También el cercano pueblo de Albox sufrió el arrebato de la cólera brotada del centro de la tierra. El alcalde, Ginés Pedrosa, ordenó el desalojo de los barrios de la Cueva del Barranco y de Las Tejeras, gente humilde que se hacinaba en infraviviendas como el tullido Juan Fernández Contreras. También el cuartel de la Guardia Civil albojense y la escuela de las monjas acabaron con algunos tabiques descuartizados. 

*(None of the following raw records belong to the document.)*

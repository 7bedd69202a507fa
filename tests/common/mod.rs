#![allow(dead_code)]

use std::cell::{Cell, RefCell};
use std::collections::VecDeque;
use std::rc::Rc;
use std::time::Duration;

use tunefinder_cli::retry::{DiagnosticSink, Sleeper};
use tunefinder_cli::transport::{RawResponse, Transport};
use tunefinder_cli::{Request, TransportError, TransportFailure};

/// Replies from a queue; once the queue is empty the fallback (if any) is
/// repeated forever.
pub struct ScriptedTransport {
    replies: RefCell<VecDeque<Result<RawResponse, TransportError>>>,
    fallback: Option<RawResponse>,
    pub hits: Cell<u32>,
    pub seen: RefCell<Vec<Request>>,
}

impl ScriptedTransport {
    pub fn new(replies: Vec<Result<RawResponse, TransportError>>) -> Self {
        Self {
            replies: RefCell::new(replies.into()),
            fallback: None,
            hits: Cell::new(0),
            seen: RefCell::new(Vec::new()),
        }
    }

    pub fn always(status: u16, body: &str) -> Self {
        let mut t = Self::new(Vec::new());
        t.fallback = Some(reply(status, body));
        t
    }

    pub fn statuses(codes: &[u16]) -> Self {
        Self::new(codes.iter().map(|c| Ok(reply(*c, "{}"))).collect())
    }
}

impl Transport for ScriptedTransport {
    fn send(&self, request: &Request) -> Result<RawResponse, TransportError> {
        self.hits.set(self.hits.get() + 1);
        self.seen.borrow_mut().push(request.clone());
        if let Some(next) = self.replies.borrow_mut().pop_front() {
            return next;
        }
        match &self.fallback {
            Some(r) => Ok(r.clone()),
            None => Err(TransportError::Other("script exhausted".into())),
        }
    }
}

pub fn reply(status: u16, body: &str) -> RawResponse {
    RawResponse {
        status,
        body: body.as_bytes().to_vec(),
    }
}

#[derive(Clone, Default)]
pub struct RecordingSleeper {
    pub sleeps: Rc<RefCell<Vec<Duration>>>,
}

impl RecordingSleeper {
    pub fn total(&self) -> Duration {
        self.sleeps.borrow().iter().sum()
    }
}

impl Sleeper for RecordingSleeper {
    fn sleep(&self, delay: Duration) {
        self.sleeps.borrow_mut().push(delay);
    }
}

#[derive(Debug, Clone, PartialEq)]
pub enum Event {
    Retrying { status: u16, attempt: u32 },
    GaveUp { status: u16, attempts: u32 },
    TransportFailure { url: String, attempt: u32 },
}

#[derive(Clone, Default)]
pub struct RecordingSink {
    pub events: Rc<RefCell<Vec<Event>>>,
}

impl DiagnosticSink for RecordingSink {
    fn retrying(&self, _url: &str, status: u16, attempt: u32, _delay: Duration) {
        self.events
            .borrow_mut()
            .push(Event::Retrying { status, attempt });
    }

    fn gave_up(&self, _url: &str, status: u16, attempts: u32) {
        self.events
            .borrow_mut()
            .push(Event::GaveUp { status, attempts });
    }

    fn transport_failure(&self, failure: &TransportFailure) {
        self.events.borrow_mut().push(Event::TransportFailure {
            url: failure.url.clone(),
            attempt: failure.attempt,
        });
    }
}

El espectáculo de más arriba, en Partaloa, epicentro de la tragedia -en ese pueblo rodeado de peñascos que los naturales de allí llaman órganos- era dantesco, con gente andando por los caminos sin saber hacia dónde, con colchones a la espaldas y con varios enfermos siendo trasladados en una furgoneta al consultorio de Cantoria. El subjefe provincial de Movimiento, José Antonio Consuegra, daba órdenes como si estuviera en la Guerra del Rif. Al poco llegó el gobernador civil, Juan Mena y el presidente de la Diputación, Jesús Durbán, junto a los arquitectos Pedro Bértiz y Antonio Góngora para evaluar los daños. Toda la calle principal estaba llena de muebles,  de camas, de cómodas, de mesas, butacas y el confesionario del templo apareció también como un náufrago en una isla. Lo primero que se hizo, en aquella Almería de eucaristía y fiestas de guardar, fue instalar un sagrario con hombres y mujeres arrodillados en oración que debió ser como una escena de neorrealismo italiano. 



Mientras el teniente coronel de la Guardia Civil, Santiago López Pujol, daba taconazos en el barro, la Sevillana consiguió hacer volver la luz y en una de las tiendas de campaña se instaló un teléfono. Partaloa salió en el Telediario de Pedro Macías informando de varias  réplicas del aciago terremoto, con algunas imágenes rurales de un pueblo convertido en trinchera.


Un personaje singular fue el batallador párroco, don Francisco Serrano, que lo mismo bendecía el Copón en una Misa de Campaña que dictaba la crónica periodística por teléfono al redactor Diego Domínguez. 


Lo que más dolió al pueblo fue ver cómo fue demolida su Iglesia para evitar derrumbes, el lugar donde se habían casado, donde se habían bautizado, donde habían despedido a sus muertos. Un grupo de jóvenes valientes se metió antes dentro,  entre los escombros, para salvar los cálices, la cruz parroquial, la imagen derrumbada del patrón San Antonio, en ese  templo antiguo que se había edificado con dinero de todo el pueblo mediante rifas  y teatros.


Fue pasándose el pasmo en Partaloa y la gente volvió a su huerto y a su higuera, como cantó el poeta de Orihuela. Y llegaron semanas después 50 casas prefabricadas para los damnificados y entonces el pueblo fue una fiesta, olvidando que un mes antes había estado a punto de quedar sepultado por un fragor que llegó una tarde de marzo desde el centro de la tierra.